* [Assignment]: The answer should consist of each line from the data below that includes "ExternalMatcher".

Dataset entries
*** Begin section ***
use knit_common::{ModuleId, ModuleIdx, ModuleProvider};
use oxc_index::IndexVec;
use rayon::prelude::*;
use rustc_hash::{FxHashMap, FxHashSet};

pub(crate) mod module_task;

use module_task::{ModuleTask, Resolution, TaskResult};

use crate::{
  normal_module::ImportRecord, BuildError, ExternalMatcher, ExternalModule, InputOptions,
  NormOrExt, NormalModule,
};

pub(crate) struct ModuleLoader<'a> {
  input_options: &'a InputOptions,
  provider: &'a dyn ModuleProvider,
  external: ExternalMatcher,
  errors: Vec<BuildError>,
}

/// Modules in discovery order: depth-first from the entries, then the injected files, following
/// import records in source order.
#[derive(Debug, Default)]
pub(crate) struct LoadedModules {
  pub(crate) modules: IndexVec<ModuleIdx, NormOrExt>,
  pub(crate) entries: Vec<(String, ModuleIdx)>,
  pub(crate) injected: Vec<ModuleIdx>,
  pub(crate) errors: Vec<BuildError>,
}

#[derive(Debug, Clone, PartialEq, Eq, Hash)]
enum Node {
  Normal(ModuleId),
  External(ModuleId),
}

impl<'a> ModuleLoader<'a> {
  pub(crate) fn new(input_options: &'a InputOptions, provider: &'a dyn ModuleProvider) -> Self {
    Self {
      input_options,
      provider,
      external: ExternalMatcher::new(&input_options.external),
      errors: vec![],
    }
  }

  fn resolve_entry(&mut self, specifier: &str) -> Option<ModuleId> {
    let Some(resolved) = self.provider.resolve_entry(specifier) else {
      self.errors.push(BuildError::unresolved_entry(specifier));
      return None;
    };
    if resolved.external
      || self.external.matches(specifier)
      || self.external.matches(resolved.id.as_ref())
    {
      self
        .errors
        .push(BuildError::entry_cannot_be_external(resolved.id.as_path()));
      return None;
    }
    Some(resolved.id)
  }

  #[tracing::instrument(skip_all)]
  pub(crate) fn fetch_all_modules(mut self) -> LoadedModules {
    if self.input_options.input.is_empty() {
      self
        .errors
        .push(BuildError::invalid_option("You must supply options.input"));
    }

    let entries = self
      .input_options
      .input
      .iter()
      .filter_map(|item| {
        self
          .resolve_entry(&item.import)
          .map(|id| (item.name.clone(), id))
      })
      .collect::<Vec<_>>();

    let mut injected: Vec<ModuleId> = vec![];
    for specifier in &self.input_options.inject {
      if let Some(id) = self.resolve_entry(specifier) {
        if !injected.contains(&id) {
          injected.push(id);
        }
      }
    }

    let roots = entries
      .iter()
      .map(|(_, id)| id.clone())
      .chain(injected.iter().cloned())
      .collect::<Vec<_>>();

    let loaded = self.load_all(&roots);
    let order = Self::discovery_order(&roots, &loaded);

    let idx_of = order
      .iter()
      .enumerate()
      .map(|(i, node)| (node.clone(), ModuleIdx::from_usize(i)))
      .collect::<FxHashMap<_, _>>();
    let normal_idx = |id: &ModuleId| idx_of.get(&Node::Normal(id.clone())).copied();

    let mut loaded = loaded;
    let mut modules = IndexVec::with_capacity(order.len());
    for (i, node) in order.iter().enumerate() {
      let idx = ModuleIdx::from_usize(i);
      let module = match node {
        Node::External(id) => NormOrExt::External(ExternalModule::new(idx, id.clone())),
        Node::Normal(id) => {
          let Some(task) = loaded.remove(id) else {
            continue;
          };
          NormOrExt::Normal(Self::into_normal_module(idx, task, &idx_of))
        }
      };
      modules.push(module);
    }

    let entries = entries
      .into_iter()
      .filter_map(|(name, id)| normal_idx(&id).map(|idx| (name, idx)))
      .collect::<Vec<_>>();
    let injected = injected
      .iter()
      .filter_map(|id| normal_idx(id))
      .collect::<Vec<_>>();

    for (_, idx) in &entries {
      if let Some(module) = modules[*idx].as_norm_mut() {
        module.is_user_entry = true;
      }
    }
    for idx in &injected {
      if let Some(module) = modules[*idx].as_norm_mut() {
        module.is_injected = true;
      }
    }

    tracing::debug!(
      "loaded {} modules, {} errors",
      modules.len(),
      self.errors.len()
    );

    LoadedModules {
      modules,
      entries,
      injected,
      errors: self.errors,
    }
  }

  /// Loads modules in waves. Each wave loads every newly discovered module in parallel.
  fn load_all(&mut self, roots: &[ModuleId]) -> FxHashMap<ModuleId, TaskResult> {
    let mut seen = roots.iter().cloned().collect::<FxHashSet<_>>();
    let mut pending = seen.iter().cloned().collect::<Vec<_>>();
    pending.sort();
    let mut loaded = FxHashMap::default();

    while !pending.is_empty() {
      let wave = pending
        .par_iter()
        .map(|id| {
          ModuleTask {
            input_options: self.input_options,
            provider: self.provider,
            external: &self.external,
            id: id.clone(),
          }
          .run()
        })
        .collect::<Vec<_>>();

      pending = vec![];
      for result in wave {
        match result {
          Ok(mut task) => {
            for resolution in &task.resolutions {
              if let Resolution::Normal(id) = resolution {
                if seen.insert(id.clone()) {
                  pending.push(id.clone());
                }
              }
            }
            self.errors.append(&mut task.errors);
            loaded.insert(task.module.id.clone(), task);
          }
          Err(err) => self.errors.push(err),
        }
      }
      tracing::trace!("next wave: {} modules", pending.len());
    }
    loaded
  }

  fn discovery_order(roots: &[ModuleId], loaded: &FxHashMap<ModuleId, TaskResult>) -> Vec<Node> {
    let mut visited = FxHashSet::default();
    let mut order = vec![];
    let mut stack = roots
      .iter()
      .rev()
      .map(|id| Node::Normal(id.clone()))
      .collect::<Vec<_>>();
    while let Some(node) = stack.pop() {
      if !visited.insert(node.clone()) {
        continue;
      }
      if let Node::Normal(id) = &node {
        let Some(task) = loaded.get(id) else {
          continue;
        };
        task
          .resolutions
          .iter()
          .rev()
          .filter_map(|resolution| match resolution {
            Resolution::Normal(id) => Some(Node::Normal(id.clone())),
            Resolution::External(id) => Some(Node::External(id.clone())),
            Resolution::Unresolved => None,
          })
          .filter(|node| !visited.contains(node))
          .for_each(|node| stack.push(node));
      }
      order.push(node);
    }
    order
  }

  fn into_normal_module(
    idx: ModuleIdx,
    task: TaskResult,
    idx_of: &FxHashMap<Node, ModuleIdx>,
  ) -> NormalModule {
    let TaskResult {
      module: parsed,
      resolutions,
      classification,
      ..
    } = task;
    let mut module = NormalModule::new(idx, parsed.id, parsed.symbols);
    module.module_side_effects = parsed.module_side_effects;
    module.hashbang = parsed.program.hashbang;
    module.directives = parsed.program.directives;
    module.legal_comments = parsed.program.legal_comments;
    module.body = parsed.program.body;
    module.import_records = parsed
      .import_records
      .into_iter()
      .zip(resolutions)
      .map(|(raw, resolution)| {
        let resolved = match resolution {
          Resolution::Normal(id) => idx_of.get(&Node::Normal(id)).copied(),
          Resolution::External(id) => idx_of.get(&Node::External(id)).copied(),
          Resolution::Unresolved => None,
        };
        ImportRecord {
          specifier: raw.specifier,
          kind: raw.kind,
          span: raw.span,
          resolved,
        }
      })
      .collect();
    module.exports_kind = classification.exports_kind();
    module.esm_reason = classification.esm_reason;
    module.top_level_returns = classification.top_level_returns;
    module.top_level_this = classification.top_level_this;
    module.star_export_records = classification.star_export_records;
    module
  }
}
*** End section ***
* [Task result]:
  normal_module::ImportRecord, BuildError, ExternalMatcher, ExternalModule, InputOptions,
  external: ExternalMatcher,
      external: ExternalMatcher::new(&input_options.external),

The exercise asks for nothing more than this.